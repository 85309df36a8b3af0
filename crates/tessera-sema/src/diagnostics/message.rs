use rowan::TextRange;

/// Diagnostic kinds, grouped by the pass that produces them.
#[derive(Debug, Clone, Copy, PartialEq, Eq, Hash)]
pub enum DiagnosticKind {
    // Compatibility checking
    IncompatibleFamilies,
    IncompatibleTypes,
    FieldCountMismatch,
    OptionalityMismatch,
    DimensionMismatch,
    MissingAlternative,

    // Dense structure validation
    ValueListNotAllowed,
    TooManyElements,
    TooFewElements,
    NotUsedNotAllowed,
    OmitOnMandatoryField,

    // Sparse structure validation
    IndexedListNotAllowed,
    NonConstantIndex,
    NegativeIndex,
    IndexOverflow,
    IndexOutOfRange,
    DuplicateIndex,
    MissingIndex,
}

impl DiagnosticKind {
    /// Default severity for this kind. Can be overridden per diagnostic.
    pub fn default_severity(&self) -> Severity {
        Severity::Error
    }

    /// Default hint, automatically included in rendered output.
    pub fn default_hint(&self) -> Option<&'static str> {
        match self {
            Self::NotUsedNotAllowed => Some("`-` is allowed only where a base template fills the element in"),
            Self::MissingIndex => Some("constant definitions must populate every index of a fixed-size type"),
            Self::NonConstantIndex => Some("indices of constants must be known at compile time"),
            _ => None,
        }
    }

    /// Base message for this diagnostic kind, used when no detail is provided.
    pub fn fallback_message(&self) -> &'static str {
        match self {
            // Compatibility
            Self::IncompatibleFamilies => "incompatible type families",
            Self::IncompatibleTypes => "type mismatch",
            Self::FieldCountMismatch => "field counts differ",
            Self::OptionalityMismatch => "optionality differs",
            Self::DimensionMismatch => "array dimensions differ",
            Self::MissingAlternative => "no matching alternative",

            // Dense structure
            Self::ValueListNotAllowed => "value list is not allowed here",
            Self::TooManyElements => "too many elements",
            Self::TooFewElements => "too few elements",
            Self::NotUsedNotAllowed => "the not-used symbol `-` is not allowed here",
            Self::OmitOnMandatoryField => "omit is allowed only for optional fields",

            // Sparse structure
            Self::IndexedListNotAllowed => "indexed assignment notation is not allowed here",
            Self::NonConstantIndex => "index must be a compile-time constant",
            Self::NegativeIndex => "index must be non-negative",
            Self::IndexOverflow => "index is too large",
            Self::IndexOutOfRange => "index out of range",
            Self::DuplicateIndex => "duplicate index value",
            Self::MissingIndex => "no value is given for index",
        }
    }

    /// Template for detailed messages. Contains a `{}` placeholder for
    /// caller-provided detail.
    pub fn custom_message(&self) -> String {
        match self {
            Self::DuplicateIndex => "duplicate index value {}".to_string(),
            Self::MissingIndex => "no value is given for index {}".to_string(),
            Self::OmitOnMandatoryField => "omit is not allowed for mandatory field `{}`".to_string(),
            Self::ValueListNotAllowed => "value list is not allowed for {}".to_string(),
            Self::IndexedListNotAllowed => {
                "indexed assignment notation is not allowed for {}".to_string()
            }
            // Standard pattern: fallback + context
            _ => format!("{}: {{}}", self.fallback_message()),
        }
    }

    /// Render the final message.
    ///
    /// - `None` → returns `fallback_message()`
    /// - `Some(detail)` → returns `custom_message()` with `{}` replaced
    pub fn message(&self, detail: Option<&str>) -> String {
        match detail {
            None => self.fallback_message().to_string(),
            Some(detail) => self.custom_message().replace("{}", detail),
        }
    }
}

#[derive(Debug, Clone, Copy, PartialEq, Eq, Default)]
pub enum Severity {
    #[default]
    Error,
    Warning,
}

impl std::fmt::Display for Severity {
    fn fmt(&self, f: &mut std::fmt::Formatter<'_>) -> std::fmt::Result {
        match self {
            Severity::Error => write!(f, "error"),
            Severity::Warning => write!(f, "warning"),
        }
    }
}

#[derive(Debug, Clone, PartialEq, Eq)]
pub struct RelatedInfo {
    pub(crate) range: TextRange,
    pub(crate) message: String,
}

impl RelatedInfo {
    pub fn new(range: TextRange, message: impl Into<String>) -> Self {
        Self {
            range,
            message: message.into(),
        }
    }
}

#[derive(Debug, Clone, PartialEq, Eq)]
pub(crate) struct DiagnosticMessage {
    pub(crate) kind: DiagnosticKind,
    pub(crate) range: TextRange,
    pub(crate) message: String,
    /// Overrides the kind's default severity when set.
    pub(crate) severity: Option<Severity>,
    pub(crate) related: Vec<RelatedInfo>,
    pub(crate) hints: Vec<String>,
}

impl DiagnosticMessage {
    pub(crate) fn with_default_message(kind: DiagnosticKind, range: TextRange) -> Self {
        let hints = kind.default_hint().map(str::to_owned).into_iter().collect();
        Self {
            kind,
            range,
            message: kind.fallback_message().to_string(),
            severity: None,
            related: Vec::new(),
            hints,
        }
    }

    pub(crate) fn severity(&self) -> Severity {
        self.severity.unwrap_or_else(|| self.kind.default_severity())
    }

    pub(crate) fn is_error(&self) -> bool {
        self.severity() == Severity::Error
    }

    pub(crate) fn is_warning(&self) -> bool {
        self.severity() == Severity::Warning
    }
}

impl std::fmt::Display for DiagnosticMessage {
    fn fmt(&self, f: &mut std::fmt::Formatter<'_>) -> std::fmt::Result {
        write!(
            f,
            "{} at {}..{}: {}",
            self.severity(),
            u32::from(self.range.start()),
            u32::from(self.range.end()),
            self.message
        )?;
        for related in &self.related {
            write!(
                f,
                " (related: {} at {}..{})",
                related.message,
                u32::from(related.range.start()),
                u32::from(related.range.end())
            )?;
        }
        for hint in &self.hints {
            write!(f, " (hint: {})", hint)?;
        }
        Ok(())
    }
}
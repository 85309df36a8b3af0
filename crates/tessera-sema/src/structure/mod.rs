//! Structural validation of literal values and templates.
//!
//! A literal aggregate is populated either densely (positional list) or
//! sparsely (explicit index assignments); the validator checks the chosen
//! population against the declared shape of the governing type. Diagnostics
//! accumulate; only misplaced template constructs and unknown shapes are
//! internal errors.


use indexmap::IndexMap;
use tessera_core::{Field, IndexExpr, TypeId, TypeKind, TypeTable, Value, ValueBody};

use crate::diagnostics::{DiagnosticKind, Diagnostics};
use crate::{Error, Result};

/// How strictly the checked construct must be evaluated.
#[derive(Debug, Clone, Copy, PartialEq, Eq, Default)]
pub enum ExpectedKind {
    /// A constant definition. Indices must be compile-time constants and
    /// fixed-size sparse populations may not leave holes.
    #[default]
    Constant,
    /// A runtime value. Indices may be computed; holes are a runtime concern.
    DynamicValue,
    /// A template. Wildcards and permutations are admitted.
    Template,
}

/// Options for one validation call.
#[derive(Debug, Clone, Copy, Default)]
pub struct ValidationOptions<'a> {
    pub expected_kind: ExpectedKind,
    /// Whether the `-` placeholder is acceptable (a base template fills it).
    pub incomplete_allowed: bool,
    /// Whether trailing optional fields may be left out of a dense record.
    pub implicit_omit: bool,
    /// Name of the definition whose right-hand side is being checked.
    /// References to it are returned as self-references.
    pub lhs: Option<&'a str>,
}

/// Validates values and templates against declared aggregate shapes.
///
/// Both entry points return whether the construct references its own
/// container; the caller uses that to reject self-referential constants.
pub struct StructureValidator<'t, 'd> {
    table: &'t TypeTable,
    diagnostics: &'d mut Diagnostics,
}

impl<'t, 'd> StructureValidator<'t, 'd> {
    pub fn new(table: &'t TypeTable, diagnostics: &'d mut Diagnostics) -> Self {
        Self { table, diagnostics }
    }

    /// Check a value against its declared type.
    pub fn check_value_structure(
        &mut self,
        ty: TypeId,
        value: &mut Value,
        opts: ValidationOptions,
    ) -> Result<bool> {
        debug_assert!(opts.expected_kind != ExpectedKind::Template);
        self.check(ty, value, opts)
    }

    /// Check a template against its declared type.
    pub fn check_template_structure(
        &mut self,
        ty: TypeId,
        template: &mut Value,
        mut opts: ValidationOptions,
    ) -> Result<bool> {
        opts.expected_kind = ExpectedKind::Template;
        self.check(ty, template, opts)
    }

    fn check(&mut self, ty: TypeId, value: &mut Value, opts: ValidationOptions) -> Result<bool> {
        let ty = self.table.resolve_alias(ty);
        value.set_governor(ty);

        // Cascade suppression: an erroneous governor or an already-reported
        // construct produces no further diagnostics.
        if self.table.is_erroneous(ty) || value.is_erroneous() {
            return Ok(false);
        }

        let in_template = opts.expected_kind == ExpectedKind::Template;

        match &value.body {
            // Leaf payloads are typechecked by the expression checker.
            ValueBody::Literal(_) => Ok(false),
            ValueBody::Reference(name) => Ok(opts.lhs.is_some_and(|lhs| lhs == name)),
            // Omit legality depends on the field position and is checked there.
            ValueBody::Omit => Ok(false),
            ValueBody::NotUsed => {
                if !opts.incomplete_allowed {
                    self.diagnostics
                        .report(DiagnosticKind::NotUsedNotAllowed, value.range)
                        .emit();
                    value.mark_erroneous();
                }
                Ok(false)
            }
            ValueBody::AnyValue | ValueBody::AnyOrOmit => {
                if in_template {
                    Ok(false)
                } else {
                    Err(Error::UnsupportedConstruct {
                        construct: value.body.describe(),
                        context: "a value",
                    })
                }
            }
            // Permutations and list wildcards are consumed by the enclosing
            // list walk; reaching one here means it sits in a non-list slot.
            ValueBody::Permutation(_) | ValueBody::AnyElementsOrNone => {
                Err(Error::UnsupportedConstruct {
                    construct: value.body.describe(),
                    context: if in_template {
                        "a non-list position"
                    } else {
                        "a value"
                    },
                })
            }
            ValueBody::List(_) => self.check_dense(ty, value, opts),
            ValueBody::Indexed(_) => self.check_sparse(ty, value, opts),
        }
    }

    fn check_dense(
        &mut self,
        ty: TypeId,
        value: &mut Value,
        opts: ValidationOptions,
    ) -> Result<bool> {
        let table = self.table;
        match table.kind(ty) {
            TypeKind::Array { element, dimension } => {
                self.check_dense_list(*element, Some(dimension.size), value, opts)
            }
            TypeKind::RecordOf { element } | TypeKind::SetOf { element } => {
                self.check_dense_list(*element, None, value, opts)
            }
            TypeKind::Record { fields } | TypeKind::Set { fields } => {
                self.check_dense_fields(fields, value, opts)
            }
            other @ (TypeKind::Primitive(_)
            | TypeKind::Choice { .. }
            | TypeKind::Anytype { .. }) => {
                self.diagnostics
                    .report(DiagnosticKind::ValueListNotAllowed, value.range)
                    .message(format!("{} type `{}`", other.describe(), table.name(ty)))
                    .emit();
                value.mark_erroneous();
                Ok(false)
            }
            TypeKind::Alias { .. } => unreachable!("aliases are resolved before dispatch"),
        }
    }

    /// Dense population of an array, record-of, or set-of.
    fn check_dense_list(
        &mut self,
        element_ty: TypeId,
        fixed_size: Option<u64>,
        value: &mut Value,
        opts: ValidationOptions,
    ) -> Result<bool> {
        let in_template = opts.expected_kind == ExpectedKind::Template;

        // Exact-count checking applies only when every element contributes a
        // statically known length; a list wildcard makes the length unbounded.
        let static_count = match &value.body {
            ValueBody::List(elements) => static_component_count(elements),
            _ => unreachable!("dense check on a non-list body"),
        };
        if let (Some(size), Some(count)) = (fixed_size, static_count)
            && count as u64 != size
        {
            let kind = if count as u64 > size {
                DiagnosticKind::TooManyElements
            } else {
                DiagnosticKind::TooFewElements
            };
            self.diagnostics
                .report(kind, value.range)
                .message(format!("{size} was expected instead of {count}"))
                .emit();
            value.mark_erroneous();
        }

        let mut self_ref = false;
        let ValueBody::List(elements) = &mut value.body else {
            unreachable!()
        };
        for element in elements.iter_mut() {
            match &mut element.body {
                ValueBody::Permutation(members) => {
                    if !in_template {
                        return Err(Error::UnsupportedConstruct {
                            construct: "permutation",
                            context: "a value",
                        });
                    }
                    for member in members.iter_mut() {
                        if matches!(member.body, ValueBody::AnyElementsOrNone) {
                            continue;
                        }
                        self_ref |= self.check(element_ty, member, opts)?;
                    }
                }
                ValueBody::AnyElementsOrNone => {
                    if !in_template {
                        return Err(Error::UnsupportedConstruct {
                            construct: "any-elements-or-none wildcard",
                            context: "a value",
                        });
                    }
                }
                _ => {
                    self_ref |= self.check(element_ty, element, opts)?;
                }
            }
        }
        Ok(self_ref)
    }

    /// Dense (positional) population of a record or set.
    fn check_dense_fields(
        &mut self,
        fields: &[Field],
        value: &mut Value,
        opts: ValidationOptions,
    ) -> Result<bool> {
        let count = value.component_count();
        if count > fields.len() {
            self.diagnostics
                .report(DiagnosticKind::TooManyElements, value.range)
                .message(format!("{} was expected instead of {}", fields.len(), count))
                .emit();
            value.mark_erroneous();
        } else if count < fields.len() {
            let trailing_optional = fields[count..].iter().all(|f| f.optional);
            if !(opts.implicit_omit && trailing_optional) {
                self.diagnostics
                    .report(DiagnosticKind::TooFewElements, value.range)
                    .message(format!("{} was expected instead of {}", fields.len(), count))
                    .emit();
                value.mark_erroneous();
            }
        }

        let mut self_ref = false;
        let ValueBody::List(elements) = &mut value.body else {
            unreachable!()
        };
        for (field, element) in fields.iter().zip(elements.iter_mut()) {
            if matches!(element.body, ValueBody::Omit) {
                if !field.optional {
                    self.diagnostics
                        .report(DiagnosticKind::OmitOnMandatoryField, element.range)
                        .message(&field.name)
                        .emit();
                    element.mark_erroneous();
                }
                continue;
            }
            self_ref |= self.check(field.ty, element, opts)?;
        }
        Ok(self_ref)
    }

    /// Sparse (indexed) population. Only list-like types admit it.
    fn check_sparse(
        &mut self,
        ty: TypeId,
        value: &mut Value,
        opts: ValidationOptions,
    ) -> Result<bool> {
        let table = self.table;
        let (element_ty, fixed_size) = match table.kind(ty) {
            TypeKind::Array { element, dimension } => (*element, Some(dimension.size)),
            TypeKind::RecordOf { element } | TypeKind::SetOf { element } => (*element, None),
            other => {
                self.diagnostics
                    .report(DiagnosticKind::IndexedListNotAllowed, value.range)
                    .message(format!("{} type `{}`", other.describe(), table.name(ty)))
                    .emit();
                value.mark_erroneous();
                return Ok(false);
            }
        };

        let type_name = table.name(ty);
        let constant_context = opts.expected_kind == ExpectedKind::Constant;
        // Hole checking needs a consistent index set; the first inconsistent
        // index turns it off for this value.
        let mut holes_enabled = true;
        let mut seen: IndexMap<i64, usize> = IndexMap::new();
        let mut self_ref = false;

        let ValueBody::Indexed(pairs) = &mut value.body else {
            unreachable!("sparse check on a non-indexed body")
        };
        for (position, pair) in pairs.iter_mut().enumerate() {
            let component = position + 1;
            match pair.index {
                IndexExpr::Dynamic => {
                    if constant_context {
                        self.diagnostics
                            .report(DiagnosticKind::NonConstantIndex, pair.index_range)
                            .emit();
                    }
                    holes_enabled = false;
                }
                IndexExpr::Const(i) => {
                    if i < 0 {
                        self.diagnostics
                            .report(DiagnosticKind::NegativeIndex, pair.index_range)
                            .message(format!("{i} in a value of type `{type_name}`"))
                            .emit();
                        holes_enabled = false;
                    } else if i >= i64::from(i32::MAX) {
                        self.diagnostics
                            .report(DiagnosticKind::IndexOverflow, pair.index_range)
                            .message(format!("{i} in a value of type `{type_name}`"))
                            .emit();
                        holes_enabled = false;
                    } else if let Some(size) = fixed_size
                        && i as u64 >= size
                    {
                        self.diagnostics
                            .report(DiagnosticKind::IndexOutOfRange, pair.index_range)
                            .message(format!(
                                "{} exceeds the last index {} of type `{}`",
                                i,
                                size - 1,
                                type_name
                            ))
                            .emit();
                        holes_enabled = false;
                    } else if let Some(&first) = seen.get(&i) {
                        self.diagnostics
                            .report(DiagnosticKind::DuplicateIndex, pair.index_range)
                            .message(format!("{i} for components {first} and {component}"))
                            .emit();
                        holes_enabled = false;
                    } else {
                        seen.insert(i, component);
                    }
                }
            }
            self_ref |= self.check(element_ty, &mut pair.value, opts)?;
        }

        // Constant definitions of fixed-size types must populate every index.
        if constant_context
            && holes_enabled
            && let Some(size) = fixed_size
        {
            let mut holes = false;
            for i in 0..size as i64 {
                if !seen.contains_key(&i) {
                    self.diagnostics
                        .report(DiagnosticKind::MissingIndex, value.range)
                        .message(format!("{i} in a value of type `{type_name}`"))
                        .emit();
                    holes = true;
                }
            }
            if holes {
                value.mark_erroneous();
            }
        }
        Ok(self_ref)
    }
}

/// Statically known element count of a dense list, or `None` when a list
/// wildcard makes the length unbounded.
fn static_component_count(elements: &[Value]) -> Option<usize> {
    let mut count = 0usize;
    for element in elements {
        match &element.body {
            ValueBody::Permutation(members) => {
                if members
                    .iter()
                    .any(|m| matches!(m.body, ValueBody::AnyElementsOrNone))
                {
                    return None;
                }
                count += members.len();
            }
            ValueBody::AnyElementsOrNone => return None,
            _ => count += 1,
        }
    }
    Some(count)
}
#![cfg_attr(coverage_nightly, feature(coverage_attribute))]

//! Core data structures for Tessera.
//!
//! Two layers:
//! - **Type graph** (`types`): arena-interned declared types. A [`TypeId`] is
//!   the identity of a declaration; two structurally identical declarations
//!   are distinct nodes unless the front end explicitly unifies them.
//! - **Literal values** (`value`): the tree shape of aggregate value and
//!   template literals, populated either positionally (dense) or with
//!   explicit indices (sparse).
//!
//! Both layers are plain data. Analysis lives in `tessera-sema`.

pub mod types;
pub mod value;


pub use types::{Dimension, Field, PrimitiveType, TypeId, TypeKind, TypeNode, TypeTable};
pub use value::{IndexExpr, IndexedValue, Literal, Value, ValueBody};
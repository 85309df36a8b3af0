//! Per-operand descent chains for cycle detection.
//!
//! Each operand of a compatibility check carries its own chain of visited
//! declarations. A declaration reappearing in its own descent path means the
//! type is self-referential; when both operands loop at the same point the
//! checker stops descending instead of recursing forever.

use tessera_core::TypeId;

/// Stack of declarations visited on one operand's descent path.
///
/// `mark_state` / `previous_state` bracket each subfield descent so sibling
/// comparisons never see each other's entries. Marks nest; the chain length
/// at a `previous_state` is restored to exactly what it was at the matching
/// `mark_state`.
#[derive(Debug, Clone, Default)]
pub struct CompatibilityChain {
    visited: Vec<TypeId>,
    marks: Vec<usize>,
}

impl CompatibilityChain {
    pub fn new() -> Self {
        Self::default()
    }

    pub fn push(&mut self, id: TypeId) {
        self.visited.push(id);
    }

    /// Remember the current chain length.
    pub fn mark_state(&mut self) {
        self.marks.push(self.visited.len());
    }

    /// Pop back to the most recent mark.
    pub fn previous_state(&mut self) {
        let mark = self
            .marks
            .pop()
            .expect("previous_state without matching mark_state");
        self.visited.truncate(mark);
    }

    /// Whether the most recently pushed declaration already occurs earlier
    /// in the chain.
    pub fn has_recursion(&self) -> bool {
        match self.visited.split_last() {
            Some((last, earlier)) => earlier.contains(last),
            None => false,
        }
    }

    pub fn len(&self) -> usize {
        self.visited.len()
    }

    pub fn is_empty(&self) -> bool {
        self.visited.is_empty()
    }
}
◆ ◆ ◆ ◆ ◆ ◆ ◆
● **TASK DETAILS**
Examine the entries and report how many of their lines contain the string "path", giving no more than the number.

● **ANSWER FOR THIS EXERCISE**
2